Quality checks started with a good idea: to make sure students get a proper education. But over time, QA has become huge, almost like a separate industry inside and outside of universities.
Today, varsities spend huge sums producing documents, templates, forms, audit folders and reports for external bodies.
Staff spend hours preparing for reviews instead of improving classes. And all of this requires time, staff and money. Where does that money come from? Students pay for all of this through their fees.
Where’s the value?
Let’s be fair: QA authorities, including Malaysia’s, want high standards. Nobody disputes that. If you ask students what they want, they’ll say better teaching, more support and feedback, up-to-date programmes, industry skills, artificial intelligence (AI) and future-ready training.
But instead of seeing these improvements, students mostly see slow processes. Do we want to be the best at running audits or the best at producing world-class graduates?
QA supporters often claim it improves student outcomes. However, the international evidence is mixed.
Studies from the Organisation for Economic Co-operation and Development and the European Higher Education Area point to better systems, clearer processes and greater transparency – all valuable outcomes. But there is little clear proof that more QA inspections produce better graduates.
In many professional fields, such as medicine and engineering, accreditation bodies have demonstrably protected standards, especially where external licensing exams provide objective benchmarks. Here, QA adds real value.
However, across the general university landscape, research frequently finds a different reality: QA improves paperwork more than it improves learning.
Too much standardisation
One big problem is standardisation. Many QA rules demand similarity between programmes and universities – same formats, reports, learning outcome styles, and assessment templates. This kills creativity.

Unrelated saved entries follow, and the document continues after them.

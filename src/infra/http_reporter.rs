use async_trait::async_trait;
use std::time::Duration;
use tracing::{debug, info};

use crate::app::ports::{ReportPayload, ReportPort, ReportResponse};
use crate::error::Result;

/// POSTs report payloads as JSON. Any HTTP status is a response, not an error.
pub struct HttpReporter {
    client: reqwest::Client,
    endpoint: String,
}

impl HttpReporter {
    pub fn new(endpoint: &str, timeout: Duration) -> Result<Self> {
        let client = reqwest::Client::builder().timeout(timeout).build()?;
        Ok(Self {
            client,
            endpoint: endpoint.to_string(),
        })
    }

    pub fn endpoint(&self) -> &str {
        &self.endpoint
    }
}

#[async_trait]
impl ReportPort for HttpReporter {
    async fn submit(&self, payload: &ReportPayload) -> Result<ReportResponse> {
        debug!(
            "HttpReporter: POST {} issues={}",
            self.endpoint,
            payload.tampering_issues.len()
        );
        let resp = self.client.post(&self.endpoint).json(payload).send().await?;
        let status = resp.status().as_u16();
        let body = resp.text().await?;
        info!("Report endpoint answered status={}", status);
        Ok(ReportResponse { status, body })
    }
}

Universities are asked to innovate, but innovation is hard when the first question is always: “Does this meet the requirements of the QA Authority?” New AI modules? New industry projects? New teaching methods? Often, they wait months or even years for approval.
Time for change
Too often, quality work becomes paperwork. Universities spend more energy proving they teach well than actually improving teaching. You can have the best compliance files in the country and still deliver average learning. We need to make QA work better for students. That means:
- Less paperwork, more teaching time
- Faster curriculum updates
- Trusting lecturers as professionals
- Allowing different programmes to do things differently
- Rewarding good ideas, not perfect forms
- Listening to students as partners, not ticking them in surveys
- Measuring real results such as student skills, jobs, confidence, success
And now, with AI, we can go further: using AI to monitor student feedback quickly; using data to see which teaching and courses help students most; and approving new learning ideas faster.
Malaysia can lead again
Malaysia built a strong higher education system. Many countries admire our national standards. Now, we can lead the next stage too not by making thicker audit files, but by creating quality systems that truly support learning and innovation. Instead of being the country with the most forms, we can be the country with the best ideas.

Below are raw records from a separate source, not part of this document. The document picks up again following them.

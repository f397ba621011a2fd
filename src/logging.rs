use std::fs;
use tracing_subscriber::{fmt, prelude::*, EnvFilter};

/// Initializes the logging system with both console and file output.
///
/// Console output goes to stderr so that reports written to stdout
/// (including `--json` documents) can be piped cleanly.
pub fn init_logging() {
    // Ensure logs directory exists
    let _ = fs::create_dir_all("logs");

    // Create a non-blocking file appender for daily log rotation
    let file_appender = tracing_appender::rolling::daily("logs", "cert_scan.log");
    let (non_blocking_writer, _guard) = tracing_appender::non_blocking(file_appender);

    // Create a JSON layer for file logging
    let file_layer = fmt::layer().json().with_writer(non_blocking_writer);

    let console_layer = fmt::layer()
        .with_target(true)
        .with_writer(std::io::stderr);

    // Respect RUST_LOG if set; otherwise info for our crate, warn elsewhere
    let env_filter = EnvFilter::try_from_default_env()
        .unwrap_or_else(|_| EnvFilter::new("cert_scan=info,warn"));

    tracing_subscriber::registry()
        .with(env_filter)
        .with(file_layer)
        .with(console_layer)
        .init();

    // We need to keep the guard in scope to ensure logs are flushed on exit
    std::mem::forget(_guard);
}
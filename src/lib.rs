pub mod config;
pub mod constants;
pub mod error;
pub mod logging;
pub mod parser;
pub mod quality_gate;
pub mod report;
pub mod types;

// Use cases and the ports they drive
pub mod app;
// Tesseract, pdftoppm and HTTP adapters
pub mod infra;

pub use parser::parse_fields;
pub use quality_gate::detect_tampering;
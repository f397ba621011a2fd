pub mod http_reporter;
pub mod pdf_rasterizer;
pub mod tesseract_extractor;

Instead of being known for checklists, we can be known for graduates who think, adapt, solve problems and use AI with confidence. We can reduce the cost of bureaucracy and invest the money in improved student learning.
Before we implement any quality requirement, we should ask: How does this help students learn better? If it does, keep it. If it does not, stop it. QA should not be about filling in forms. It should be about creating futures.

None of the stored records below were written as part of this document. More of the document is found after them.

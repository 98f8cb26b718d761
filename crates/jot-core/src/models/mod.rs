//! Data models for Jot

mod record;

pub use record::{now_ms, AccessEntry, CacheEntry, IdName, Record};
//! Database migrations

use crate::error::Result;
use libsql::Connection;

/// Current schema version
const CURRENT_VERSION: i32 = 1;

/// Run all pending migrations
pub async fn run(conn: &Connection) -> Result<()> {
    let version = get_version(conn).await?;

    if version < 1 {
        migrate_v1(conn).await?;
    }

    Ok(())
}

/// Get the current schema version
async fn get_version(conn: &Connection) -> Result<i32> {
    let mut rows = conn
        .query(
            "SELECT EXISTS(SELECT 1 FROM sqlite_master WHERE type='table' AND name='schema_version')",
            (),
        )
        .await?;

    let exists: bool = if let Some(row) = rows.next().await? {
        row.get::<i32>(0)? != 0
    } else {
        false
    };

    if !exists {
        return Ok(0);
    }

    let mut rows = conn
        .query("SELECT COALESCE(MAX(version), 0) FROM schema_version", ())
        .await?;

    let version: i32 = if let Some(row) = rows.next().await? {
        row.get(0)?
    } else {
        0
    };

    Ok(version)
}

/// Migration to version 1: cache and access tables
async fn migrate_v1(conn: &Connection) -> Result<()> {
    // libsql doesn't have execute_batch, so we run each statement separately
    // inside one transaction.

    conn.execute("BEGIN TRANSACTION", ()).await?;

    let statements = [
        // Schema version tracking
        "CREATE TABLE IF NOT EXISTS schema_version (
            version INTEGER PRIMARY KEY
        )",
        // Cache entries: the record's local edit state and its last
        // confirmed server state, both as canonical JSON
        "CREATE TABLE IF NOT EXISTS records (
            id INTEGER PRIMARY KEY,
            local TEXT NOT NULL,
            server TEXT
        )",
        // Access times, one row per record, for recency-ordered listings
        "CREATE TABLE IF NOT EXISTS access (
            id INTEGER PRIMARY KEY,
            last_access INTEGER NOT NULL
        )",
        "CREATE INDEX IF NOT EXISTS idx_access_last ON access(last_access)",
        // Record migration version
        "INSERT INTO schema_version (version) VALUES (1)",
    ];

    for stmt in statements {
        if let Err(e) = conn.execute(stmt, ()).await {
            conn.execute("ROLLBACK", ()).await.ok();
            return Err(e.into());
        }
    }

    if let Err(e) = conn.execute("COMMIT", ()).await {
        conn.execute("ROLLBACK", ()).await.ok();
        return Err(e.into());
    }

    tracing::info!("Migrated database to version {CURRENT_VERSION}");
    Ok(())
}

#[cfg(test)]
mod tests {
    use super::*;
    use libsql::Builder;

    async fn setup() -> Connection {
        let db = Builder::new_local(":memory:").build().await.unwrap();
        db.connect().unwrap()
    }

    #[tokio::test(flavor = "multi_thread")]
    async fn test_migrations() {
        let conn = setup().await;
        run(&conn).await.unwrap();

        let version = get_version(&conn).await.unwrap();
        assert_eq!(version, CURRENT_VERSION);
    }

    #[tokio::test(flavor = "multi_thread")]
    async fn test_migrations_idempotent() {
        let conn = setup().await;
        run(&conn).await.unwrap();
        run(&conn).await.unwrap(); // Should not fail

        let version = get_version(&conn).await.unwrap();
        assert_eq!(version, CURRENT_VERSION);
    }

    #[tokio::test(flavor = "multi_thread")]
    async fn test_migration_v1_creates_cache_tables() {
        let conn = setup().await;
        run(&conn).await.unwrap();

        for table in ["records", "access"] {
            let mut rows = conn
                .query(
                    "SELECT EXISTS(
                        SELECT 1 FROM sqlite_master
                        WHERE type = 'table' AND name = ?1
                    )",
                    libsql::params![table],
                )
                .await
                .unwrap();

            let exists = rows
                .next()
                .await
                .unwrap()
                .is_some_and(|row| row.get::<i32>(0).unwrap() != 0);

            assert!(exists, "missing table {table}");
        }
    }
}
//! jot-core - Core library for Jot
//!
//! The offline-first synchronization core of the Jot note client: a local
//! persistent cache of records, divergence detection against a remote
//! authority, and automatic three-way text merge of concurrent edits.

pub mod codec;
pub mod db;
pub mod error;
pub mod events;
pub mod merge;
pub mod models;
pub mod sync;

pub use error::{Error, Result};
pub use models::{AccessEntry, CacheEntry, IdName, Record};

As AI reshapes learning and talent markets shift globally, the universities that thrive will be those that innovate boldly and put students at the centre of everything they do.
QA systems must empower, not restrain, that mission. If students are to continue funding QA, they deserve a system that clearly improves their education, not simply documents it. Students deserve quality learning, not just quality audits. And Malaysia has the chance and the responsibility to show the world how to do it right.
Prof Dr David Whitford is vice-chancellor and chief executive of University of Cyberjaya. He earned a doctorate from Cambridge University and has held leadership roles in medical education. With over 70 research publications on disadvantaged communities and quality healthcare delivery, his academic journey includes positions at the Royal College of Surgeons in Ireland in Dublin and in Bahrain, where he established community-based teaching and led postgraduate studies.
The views expressed here are the writer’s own.